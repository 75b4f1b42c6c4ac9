//! Pattern representation
//!
//! A pattern is one test in a match rule. Global patterns look at the
//! whole token; attribute patterns look at the value of one named
//! attribute. Each position has its own closed set of pattern kinds.

use crate::token::{AttrValue, Token};
use regex::Regex;
use rustc_hash::FxHashSet;
use std::fmt::Debug;
use std::sync::Arc;

/// Predicate over a whole token
pub type TokenPredicate = Arc<dyn Fn(&dyn Token) -> bool + Send + Sync>;

/// Predicate over an attribute value
pub type ValuePredicate = Arc<dyn Fn(&AttrValue) -> bool + Send + Sync>;

/// Pattern tested against the whole token
#[derive(Clone)]
pub enum GlobalPattern {
    /// Never matches
    Absent,
    Bool(bool),
    Predicate(TokenPredicate),
    /// Matches anywhere in the surface text
    Regex(Regex),
    /// Surface text is one of the set
    OneOf(FxHashSet<String>),
    /// Surface text equals the literal
    Equals(String),
}

impl GlobalPattern {
    pub fn predicate(f: impl Fn(&dyn Token) -> bool + Send + Sync + 'static) -> Self {
        GlobalPattern::Predicate(Arc::new(f))
    }

    /// Compile a regex pattern
    pub fn regex(pattern: &str) -> Result<Self, regex::Error> {
        Ok(GlobalPattern::Regex(Regex::new(pattern)?))
    }

    pub fn one_of<I, S>(items: I) -> Self
    where
        I: IntoIterator<Item = S>,
        S: Into<String>,
    {
        GlobalPattern::OneOf(items.into_iter().map(Into::into).collect())
    }

    pub fn equals(text: impl Into<String>) -> Self {
        GlobalPattern::Equals(text.into())
    }

    /// Test a token against this pattern
    pub fn test(&self, token: &dyn Token) -> bool {
        match self {
            GlobalPattern::Absent => false,
            GlobalPattern::Bool(b) => *b,
            GlobalPattern::Predicate(f) => f(token),
            GlobalPattern::Regex(re) => re.is_match(token.text()),
            GlobalPattern::OneOf(set) => set.contains(token.text()),
            GlobalPattern::Equals(text) => token.text() == text.as_str(),
        }
    }
}

// Manual Debug implementation (predicates are opaque)
impl Debug for GlobalPattern {
    fn fmt(&self, f: &mut std::fmt::Formatter<'_>) -> std::fmt::Result {
        match self {
            GlobalPattern::Absent => f.write_str("Absent"),
            GlobalPattern::Bool(b) => f.debug_tuple("Bool").field(b).finish(),
            GlobalPattern::Predicate(_) => f.write_str("Predicate(..)"),
            GlobalPattern::Regex(re) => f.debug_tuple("Regex").field(&re.as_str()).finish(),
            GlobalPattern::OneOf(set) => f.debug_tuple("OneOf").field(set).finish(),
            GlobalPattern::Equals(s) => f.debug_tuple("Equals").field(s).finish(),
        }
    }
}

// Manual PartialEq implementation (compare regex sources; predicates by identity)
impl PartialEq for GlobalPattern {
    fn eq(&self, other: &Self) -> bool {
        match (self, other) {
            (GlobalPattern::Absent, GlobalPattern::Absent) => true,
            (GlobalPattern::Bool(a), GlobalPattern::Bool(b)) => a == b,
            (GlobalPattern::Predicate(a), GlobalPattern::Predicate(b)) => Arc::ptr_eq(a, b),
            (GlobalPattern::Regex(a), GlobalPattern::Regex(b)) => a.as_str() == b.as_str(),
            (GlobalPattern::OneOf(a), GlobalPattern::OneOf(b)) => a == b,
            (GlobalPattern::Equals(a), GlobalPattern::Equals(b)) => a == b,
            _ => false,
        }
    }
}

impl From<bool> for GlobalPattern {
    fn from(b: bool) -> Self {
        GlobalPattern::Bool(b)
    }
}

/// Pattern tested against one attribute value
///
/// There is no separate absence or boolean case here: those are plain
/// equality against `AttrValue::None` or `AttrValue::Bool`.
#[derive(Clone)]
pub enum AttrPattern {
    Predicate(ValuePredicate),
    /// Matches anywhere in the value's string form; `AttrValue::None` is
    /// the empty string, not `"None"`
    Regex(Regex),
    OneOf(FxHashSet<AttrValue>),
    Equals(AttrValue),
}

impl AttrPattern {
    pub fn predicate(f: impl Fn(&AttrValue) -> bool + Send + Sync + 'static) -> Self {
        AttrPattern::Predicate(Arc::new(f))
    }

    /// Compile a regex pattern
    pub fn regex(pattern: &str) -> Result<Self, regex::Error> {
        Ok(AttrPattern::Regex(Regex::new(pattern)?))
    }

    pub fn one_of<I, V>(items: I) -> Self
    where
        I: IntoIterator<Item = V>,
        V: Into<AttrValue>,
    {
        AttrPattern::OneOf(items.into_iter().map(Into::into).collect())
    }

    pub fn equals(value: impl Into<AttrValue>) -> Self {
        AttrPattern::Equals(value.into())
    }

    /// Test an attribute value against this pattern
    pub fn test(&self, value: &AttrValue) -> bool {
        match self {
            AttrPattern::Predicate(f) => f(value),
            AttrPattern::Regex(re) => re.is_match(&value.to_text()),
            AttrPattern::OneOf(set) => set.contains(value),
            AttrPattern::Equals(expected) => value == expected,
        }
    }
}

impl Debug for AttrPattern {
    fn fmt(&self, f: &mut std::fmt::Formatter<'_>) -> std::fmt::Result {
        match self {
            AttrPattern::Predicate(_) => f.write_str("Predicate(..)"),
            AttrPattern::Regex(re) => f.debug_tuple("Regex").field(&re.as_str()).finish(),
            AttrPattern::OneOf(set) => f.debug_tuple("OneOf").field(set).finish(),
            AttrPattern::Equals(v) => f.debug_tuple("Equals").field(v).finish(),
        }
    }
}

impl PartialEq for AttrPattern {
    fn eq(&self, other: &Self) -> bool {
        match (self, other) {
            (AttrPattern::Predicate(a), AttrPattern::Predicate(b)) => Arc::ptr_eq(a, b),
            (AttrPattern::Regex(a), AttrPattern::Regex(b)) => a.as_str() == b.as_str(),
            (AttrPattern::OneOf(a), AttrPattern::OneOf(b)) => a == b,
            (AttrPattern::Equals(a), AttrPattern::Equals(b)) => a == b,
            _ => false,
        }
    }
}

impl From<AttrValue> for AttrPattern {
    fn from(value: AttrValue) -> Self {
        AttrPattern::Equals(value)
    }
}

impl From<&str> for AttrPattern {
    fn from(s: &str) -> Self {
        AttrPattern::Equals(s.into())
    }
}

impl From<String> for AttrPattern {
    fn from(s: String) -> Self {
        AttrPattern::Equals(s.into())
    }
}

impl From<i64> for AttrPattern {
    fn from(n: i64) -> Self {
        AttrPattern::Equals(n.into())
    }
}

impl From<bool> for AttrPattern {
    fn from(b: bool) -> Self {
        AttrPattern::Equals(b.into())
    }
}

..........

# [TASK TO COMPLETE]
Return all of the listing above exactly, leaving nothing out.

# [EXPECTED OUTPUT]
repository 75b4f1b42c6c4ac9
//! Pattern representation
//!
//! A pattern is one test in a match rule. Global patterns look at the
//! whole token; attribute patterns look at the value of one named
//! attribute. Each position has its own closed set of pattern kinds.

use crate::token::{AttrValue, Token};
use regex::Regex;
use rustc_hash::FxHashSet;
use std::fmt::Debug;
use std::sync::Arc;

/// Predicate over a whole token
pub type TokenPredicate = Arc<dyn Fn(&dyn Token) -> bool + Send + Sync>;

/// Predicate over an attribute value
pub type ValuePredicate = Arc<dyn Fn(&AttrValue) -> bool + Send + Sync>;

/// Pattern tested against the whole token
#[derive(Clone)]
pub enum GlobalPattern {
    /// Never matches
    Absent,
    Bool(bool),
    Predicate(TokenPredicate),
    /// Matches anywhere in the surface text
    Regex(Regex),
    /// Surface text is one of the set
    OneOf(FxHashSet<String>),
    /// Surface text equals the literal
    Equals(String),
}

impl GlobalPattern {
    pub fn predicate(f: impl Fn(&dyn Token) -> bool + Send + Sync + 'static) -> Self {
        GlobalPattern::Predicate(Arc::new(f))
    }

    /// Compile a regex pattern
    pub fn regex(pattern: &str) -> Result<Self, regex::Error> {
        Ok(GlobalPattern::Regex(Regex::new(pattern)?))
    }

    pub fn one_of<I, S>(items: I) -> Self
    where
        I: IntoIterator<Item = S>,
        S: Into<String>,
    {
        GlobalPattern::OneOf(items.into_iter().map(Into::into).collect())
    }

    pub fn equals(text: impl Into<String>) -> Self {
        GlobalPattern::Equals(text.into())
    }

    /// Test a token against this pattern
    pub fn test(&self, token: &dyn Token) -> bool {
        match self {
            GlobalPattern::Absent => false,
            GlobalPattern::Bool(b) => *b,
            GlobalPattern::Predicate(f) => f(token),
            GlobalPattern::Regex(re) => re.is_match(token.text()),
            GlobalPattern::OneOf(set) => set.contains(token.text()),
            GlobalPattern::Equals(text) => token.text() == text.as_str(),
        }
    }
}

// Manual Debug implementation (predicates are opaque)
impl Debug for GlobalPattern {
    fn fmt(&self, f: &mut std::fmt::Formatter<'_>) -> std::fmt::Result {
        match self {
            GlobalPattern::Absent => f.write_str("Absent"),
            GlobalPattern::Bool(b) => f.debug_tuple("Bool").field(b).finish(),
            GlobalPattern::Predicate(_) => f.write_str("Predicate(..)"),
            GlobalPattern::Regex(re) => f.debug_tuple("Regex").field(&re.as_str()).finish(),
            GlobalPattern::OneOf(set) => f.debug_tuple("OneOf").field(set).finish(),
            GlobalPattern::Equals(s) => f.debug_tuple("Equals").field(s).finish(),
        }
    }
}

// Manual PartialEq implementation (compare regex sources; predicates by identity)
impl PartialEq for GlobalPattern {
    fn eq(&self, other: &Self) -> bool {
        match (self, other) {
            (GlobalPattern::Absent, GlobalPattern::Absent) => true,
            (GlobalPattern::Bool(a), GlobalPattern::Bool(b)) => a == b,
            (GlobalPattern::Predicate(a), GlobalPattern::Predicate(b)) => Arc::ptr_eq(a, b),
            (GlobalPattern::Regex(a), GlobalPattern::Regex(b)) => a.as_str() == b.as_str(),
            (GlobalPattern::OneOf(a), GlobalPattern::OneOf(b)) => a == b,
            (GlobalPattern::Equals(a), GlobalPattern::Equals(b)) => a == b,
            _ => false,
        }
    }
}

impl From<bool> for GlobalPattern {
    fn from(b: bool) -> Self {
        GlobalPattern::Bool(b)
    }
}

/// Pattern tested against one attribute value
///
/// There is no separate absence or boolean case here: those are plain
/// equality against `AttrValue::None` or `AttrValue::Bool`.
#[derive(Clone)]
pub enum AttrPattern {
    Predicate(ValuePredicate),
    /// Matches anywhere in the value's string form; `AttrValue::None` is
    /// the empty string, not `"None"`
    Regex(Regex),
    OneOf(FxHashSet<AttrValue>),
    Equals(AttrValue),
}

impl AttrPattern {
    pub fn predicate(f: impl Fn(&AttrValue) -> bool + Send + Sync + 'static) -> Self {
        AttrPattern::Predicate(Arc::new(f))
    }

    /// Compile a regex pattern
    pub fn regex(pattern: &str) -> Result<Self, regex::Error> {
        Ok(AttrPattern::Regex(Regex::new(pattern)?))
    }

    pub fn one_of<I, V>(items: I) -> Self
    where
        I: IntoIterator<Item = V>,
        V: Into<AttrValue>,
    {
        AttrPattern::OneOf(items.into_iter().map(Into::into).collect())
    }

    pub fn equals(value: impl Into<AttrValue>) -> Self {
        AttrPattern::Equals(value.into())
    }

    /// Test an attribute value against this pattern
    pub fn test(&self, value: &AttrValue) -> bool {
        match self {
            AttrPattern::Predicate(f) => f(value),
            AttrPattern::Regex(re) => re.is_match(&value.to_text()),
            AttrPattern::OneOf(set) => set.contains(value),
            AttrPattern::Equals(expected) => value == expected,
        }
    }
}

impl Debug for AttrPattern {
    fn fmt(&self, f: &mut std::fmt::Formatter<'_>) -> std::fmt::Result {
        match self {
            AttrPattern::Predicate(_) => f.write_str("Predicate(..)"),
            AttrPattern::Regex(re) => f.debug_tuple("Regex").field(&re.as_str()).finish(),
            AttrPattern::OneOf(set) => f.debug_tuple("OneOf").field(set).finish(),
            AttrPattern::Equals(v) => f.debug_tuple("Equals").field(v).finish(),
        }
    }
}

impl PartialEq for AttrPattern {
    fn eq(&self, other: &Self) -> bool {
        match (self, other) {
            (AttrPattern::Predicate(a), AttrPattern::Predicate(b)) => Arc::ptr_eq(a, b),
            (AttrPattern::Regex(a), AttrPattern::Regex(b)) => a.as_str() == b.as_str(),
            (AttrPattern::OneOf(a), AttrPattern::OneOf(b)) => a == b,
            (AttrPattern::Equals(a), AttrPattern::Equals(b)) => a == b,
            _ => false,
        }
    }
}

impl From<AttrValue> for AttrPattern {
    fn from(value: AttrValue) -> Self {
        AttrPattern::Equals(value)
    }
}

impl From<&str> for AttrPattern {
    fn from(s: &str) -> Self {
        AttrPattern::Equals(s.into())
    }
}

impl From<String> for AttrPattern {
    fn from(s: String) -> Self {
        AttrPattern::Equals(s.into())
    }
}

impl From<i64> for AttrPattern {
    fn from(n: i64) -> Self {
        AttrPattern::Equals(n.into())
    }
}

impl From<bool> for AttrPattern {
    fn from(b: bool) -> Self {
        AttrPattern::Equals(b.into())
    }
}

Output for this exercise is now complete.